Ferrazzano started working at Murphy’s in the late 1970s and bought the 92-year-old restaurant in 1997; she now co-owns it with her son, Louis Ferrazzano. “They didn’t pigeon hole us this time. They said, ‘What do you want to offer? What price range?’ We needed that flexibility this year.” To raise visibility for one of the restaurant’s signature meals, Murphy’s is offering a breakfast Restaurant Weeks menu, showcasing the Irish breakfast normally served only on weekends.

She said that in a year that has been hard across the board, having a location downtown without the normal crowds, especially those out-of-town visitors staying in nearby hotels, has been especially challenging.

“It’s almost like having to rebuild our whole industry all over again,” she said.

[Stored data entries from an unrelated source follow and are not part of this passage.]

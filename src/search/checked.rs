use crate::core::config::SearchConfig;
use crate::core::error::{Error, ErrorKind, Result};
use crate::core::types::{DocId, Term};
use crate::query::ast::Query;
use crate::reader::snapshot::SnapshotReader;
use crate::scoring::stats::{FieldStatistics, StatsSource, TermStatistics};
use crate::search::base::SnapshotEngine;
use crate::search::engine::{SearchEngine, WeightSource};
use crate::search::results::ScoreExplanation;
use crate::search::weight::Weight;

/// SnapshotEngine plus runtime correctness checks.
///
/// The checks make this the preferred default path: query shape limits are
/// enforced before execution and statistics/normalization values are
/// sanity-checked on the way out.
pub struct CheckedEngine {
    inner: SnapshotEngine,
    pub max_query_depth: usize,
    pub max_bool_clauses: usize,
}

impl CheckedEngine {
    pub fn new() -> Self {
        Self::with_config(&SearchConfig::default())
    }

    pub fn with_config(config: &SearchConfig) -> Self {
        CheckedEngine {
            inner: SnapshotEngine::new(),
            max_query_depth: config.max_query_depth,
            max_bool_clauses: config.max_bool_clauses,
        }
    }

    fn validate(&self, query: &Query) -> Result<()> {
        self.validate_depth(query, 0)
    }

    fn validate_depth(&self, query: &Query, depth: usize) -> Result<()> {
        if depth > self.max_query_depth {
            return Err(Error::new(
                ErrorKind::InvalidQuery,
                format!("query depth {} exceeds maximum {}", depth, self.max_query_depth),
            ));
        }

        if let Query::Bool(bq) = query {
            let total_clauses = bq.must.len() + bq.should.len() + bq.must_not.len();
            if total_clauses > self.max_bool_clauses {
                return Err(Error::new(
                    ErrorKind::InvalidQuery,
                    format!("bool query has {} clauses, max is {}", total_clauses, self.max_bool_clauses),
                ));
            }
            for clause in bq.must.iter().chain(&bq.should).chain(&bq.must_not) {
                self.validate_depth(clause, depth + 1)?;
            }
        }

        Ok(())
    }
}

impl Default for CheckedEngine {
    fn default() -> Self {
        Self::new()
    }
}

impl SearchEngine for CheckedEngine {
    fn rewrite(&self, reader: &SnapshotReader, query: &Query) -> Result<Query> {
        self.validate(query)?;
        let rewritten = self.inner.rewrite(reader, query)?;

        // A correct rewrite is a fixpoint
        let again = self.inner.rewrite(reader, &rewritten)?;
        if again != rewritten {
            return Err(Error::new(
                ErrorKind::Internal,
                format!("rewrite did not converge for {}", query),
            ));
        }
        Ok(rewritten)
    }

    fn weight(
        &self,
        reader: &SnapshotReader,
        query: &Query,
        needs_scores: bool,
        stats: &dyn StatsSource,
        nodes: &dyn WeightSource,
    ) -> Result<Box<dyn Weight>> {
        self.validate(query)?;
        self.inner.weight(reader, query, needs_scores, stats, nodes)
    }

    fn normalized_weight(
        &self,
        reader: &SnapshotReader,
        query: &Query,
        needs_scores: bool,
        stats: &dyn StatsSource,
        nodes: &dyn WeightSource,
    ) -> Result<Box<dyn Weight>> {
        self.validate(query)?;
        let weight = self.inner.normalized_weight(reader, query, needs_scores, stats, nodes)?;

        let value = weight.value_for_normalization();
        if !value.is_finite() {
            return Err(Error::new(
                ErrorKind::Internal,
                format!("non-finite normalization value for {}", query),
            ));
        }
        Ok(weight)
    }

    fn term_statistics(&self, reader: &SnapshotReader, term: &Term) -> Result<TermStatistics> {
        let stats = self.inner.term_statistics(reader, term)?;
        if stats.total_term_freq < stats.doc_freq {
            return Err(Error::new(
                ErrorKind::Internal,
                format!("term statistics out of range for {}:{}", term.field, term.text),
            ));
        }
        Ok(stats)
    }

    fn field_statistics(&self, reader: &SnapshotReader, field: &str) -> Result<FieldStatistics> {
        let stats = self.inner.field_statistics(reader, field)?;
        if stats.sum_total_term_freq < stats.sum_doc_freq {
            return Err(Error::new(
                ErrorKind::Internal,
                format!("field statistics out of range for {}", field),
            ));
        }
        Ok(stats)
    }

    fn explain(
        &self,
        reader: &SnapshotReader,
        query: &Query,
        doc_id: DocId,
        stats: &dyn StatsSource,
    ) -> Result<ScoreExplanation> {
        self.validate(query)?;
        let explanation = self.inner.explain(reader, query, doc_id, stats)?;
        if !explanation.value.is_finite() {
            return Err(Error::new(
                ErrorKind::Internal,
                format!("non-finite explanation score for {}", query),
            ));
        }
        Ok(explanation)
    }
}

#[cfg(test)]
mod tests {
    use std::sync::Arc;
    use super::*;
    use crate::core::types::DocId;
    use crate::index::inverted::InvertedIndex;
    use crate::reader::snapshot::Snapshot;

    fn reader() -> SnapshotReader {
        let mut index = InvertedIndex::new();
        index.add_document(DocId(0), "body", &["rust"]);
        SnapshotReader::open(Arc::new(Snapshot::new(1, Arc::new(index))))
    }

    fn nested(depth: usize) -> Query {
        let mut query = Query::term("body", "rust");
        for _ in 0..depth {
            query = Query::Bool(crate::query::ast::BoolQuery {
                must: vec![query],
                should: vec![Query::term("body", "filler")],
                must_not: vec![],
            });
        }
        query
    }

    #[test]
    fn rewrite_rejects_over_deep_queries() {
        let reader = reader();
        let engine = CheckedEngine::new();

        assert!(engine.rewrite(&reader, &nested(3)).is_ok());

        let err = engine.rewrite(&reader, &nested(40)).unwrap_err();
        assert!(matches!(err.kind, ErrorKind::InvalidQuery));
    }

    #[test]
    fn statistics_pass_sanity_checks() {
        let reader = reader();
        let engine = CheckedEngine::new();

        let term = Term::new("body", "rust");
        let stats = engine.term_statistics(&reader, &term).unwrap();
        assert_eq!(stats.doc_freq, 1);

        let field = engine.field_statistics(&reader, "body").unwrap();
        assert_eq!(field.doc_count, 1);
    }

    #[test]
    fn rewrite_output_is_a_fixpoint() {
        let reader = reader();
        let engine = CheckedEngine::new();

        let query = Query::must(vec![Query::must(vec![Query::term("body", "rust")])]);
        let rewritten = engine.rewrite(&reader, &query).unwrap();
        assert_eq!(rewritten, Query::term("body", "rust"));
    }
}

For Esther DeQuattro, who owns Pane e Vino and Massimo on Federal Hill with her husband, chef Joseph DeQuattro, Restaurant Weeks are times to introduce new menu items to gauge customer reception and entice diners into coming back for something different.

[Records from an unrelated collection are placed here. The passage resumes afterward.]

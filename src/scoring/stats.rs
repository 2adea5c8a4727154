use std::collections::HashMap;
use serde::{Serialize, Deserialize};
use crate::core::error::Result;
use crate::core::types::Term;

/// Corpus-level frequency summary for a single term
#[derive(Debug, Clone, Copy, PartialEq, Eq, Serialize, Deserialize)]
pub struct TermStatistics {
    pub doc_freq: u64,
    pub total_term_freq: u64,
}

/// Corpus-level summary for a single field
#[derive(Debug, Clone, Copy, PartialEq, Eq, Serialize, Deserialize)]
pub struct FieldStatistics {
    pub doc_count: u64,
    pub sum_doc_freq: u64,
    pub sum_total_term_freq: u64,
}

impl FieldStatistics {
    pub fn avg_field_length(&self) -> f32 {
        if self.doc_count == 0 {
            0.0
        } else {
            self.sum_total_term_freq as f32 / self.doc_count as f32
        }
    }
}

/// Statistics lookup seam consulted while building score-bearing weights
pub trait StatsSource {
    fn term_statistics(&self, term: &Term) -> Result<TermStatistics>;
    fn field_statistics(&self, field: &str) -> Result<FieldStatistics>;
}

/// Precomputed statistics aggregated across corpus partitions.
///
/// Both maps are filled once, before query execution, and read-only after
/// that. A term or field missing from the maps was simply not part of the
/// aggregation pass; lookups fall back to local statistics in that case.
#[derive(Debug, Clone, Default, Serialize, Deserialize)]
pub struct AggregatedStats {
    term_stats: HashMap<Term, TermStatistics>,
    field_stats: HashMap<String, FieldStatistics>,
}

impl AggregatedStats {
    pub fn new() -> Self {
        Self::default()
    }

    pub fn insert_term(&mut self, term: Term, stats: TermStatistics) {
        self.term_stats.insert(term, stats);
    }

    pub fn insert_field(&mut self, field: &str, stats: FieldStatistics) {
        self.field_stats.insert(field.to_string(), stats);
    }

    pub fn term_statistics(&self, term: &Term) -> Option<TermStatistics> {
        self.term_stats.get(term).copied()
    }

    pub fn field_statistics(&self, field: &str) -> Option<FieldStatistics> {
        self.field_stats.get(field).copied()
    }

    pub fn term_count(&self) -> usize {
        self.term_stats.len()
    }

    pub fn field_count(&self) -> usize {
        self.field_stats.len()
    }
}

#[cfg(test)]
mod tests {
    use super::*;

    #[test]
    fn lookup_hits_and_misses() {
        let mut stats = AggregatedStats::new();
        stats.insert_term(
            Term::new("body", "rust"),
            TermStatistics { doc_freq: 40, total_term_freq: 95 },
        );
        stats.insert_field(
            "body",
            FieldStatistics { doc_count: 100, sum_doc_freq: 400, sum_total_term_freq: 1200 },
        );

        let hit = stats.term_statistics(&Term::new("body", "rust")).unwrap();
        assert_eq!(hit.doc_freq, 40);
        assert!(stats.term_statistics(&Term::new("body", "unseen")).is_none());
        assert!(stats.field_statistics("title").is_none());
        assert_eq!(stats.term_count(), 1);
        assert_eq!(stats.field_count(), 1);
    }

    #[test]
    fn avg_field_length_handles_empty_field() {
        let empty = FieldStatistics { doc_count: 0, sum_doc_freq: 0, sum_total_term_freq: 0 };
        assert_eq!(empty.avg_field_length(), 0.0);

        let body = FieldStatistics { doc_count: 4, sum_doc_freq: 10, sum_total_term_freq: 20 };
        assert_eq!(body.avg_field_length(), 5.0);
    }
}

“Every time we do Restaurant Weeks, whether it’s the summer or the winter, it’s always very successful,” she said. “It’s just a big hit.”

The DeQuattros have been longtime participants in the event, offering dinner at Pane e Vino and lunch and dinner at Massimo. After much discussion, they ultimately decided to keep the same three-course, prix-fixe offering.

“We just feel like all of our guests have always responded well to what we’ve offered,” DeQuattro said.

One of her favorite dishes will be appearing on the Restaurant Weeks menu at Pane e Vino. “It’s stewed veal, and we serve it with peas over creamy polenta with Pecorino Romano cheese,” she explained. “I know it sounds really simple, but it is just about the most amazing thing that we offer in the winter.”

At Massimo, the Restaurant Weeks menu has a Wild Boar Sausage with braised escarole, sweet potato and pickled mustard seeds. “Even though it’s not something that your grandma would make for you every Sunday, all of the components are really comfort food components,” she said.

The pandemic has prompted local restaurants to respond to the increased demand for carry-out meals. The first day that Massimo offered takeout after the restaurant’s pandemic closure, DeQuattro had to call in additional staff to meet the unexpectedly high demand. That hasn’t changed during Restaurant Weeks, she said. For the first time, they had to make sure their special menu items would work well to-go.

“We’re very mindful of making sure that what we’re introducing carries as well,” DeQuattro said. “We had to adjust our menus for that. You don’t want to take a dish home and then it’s just not the same when you get home.”

They’ve also added online ordering to their websites, which wasn’t needed before the pandemic because their volume of takeout was much lower. It’s just one of the many modifications restaurants have had to make to survive this past year, including partitions between tables, lower dining capacities, contact tracing, and enhanced cleaning.

“Some people are hesitant [to go out], but restaurants are being so careful,” Ferrazzano said, describing the adherence to those protocols she has observed in her own dining experiences. “We have so much at stake. I only go out once a week, and everywhere I go is extremely careful. All the protocols are in place. I’m proud to see, as an industry, what we’ve been doing.”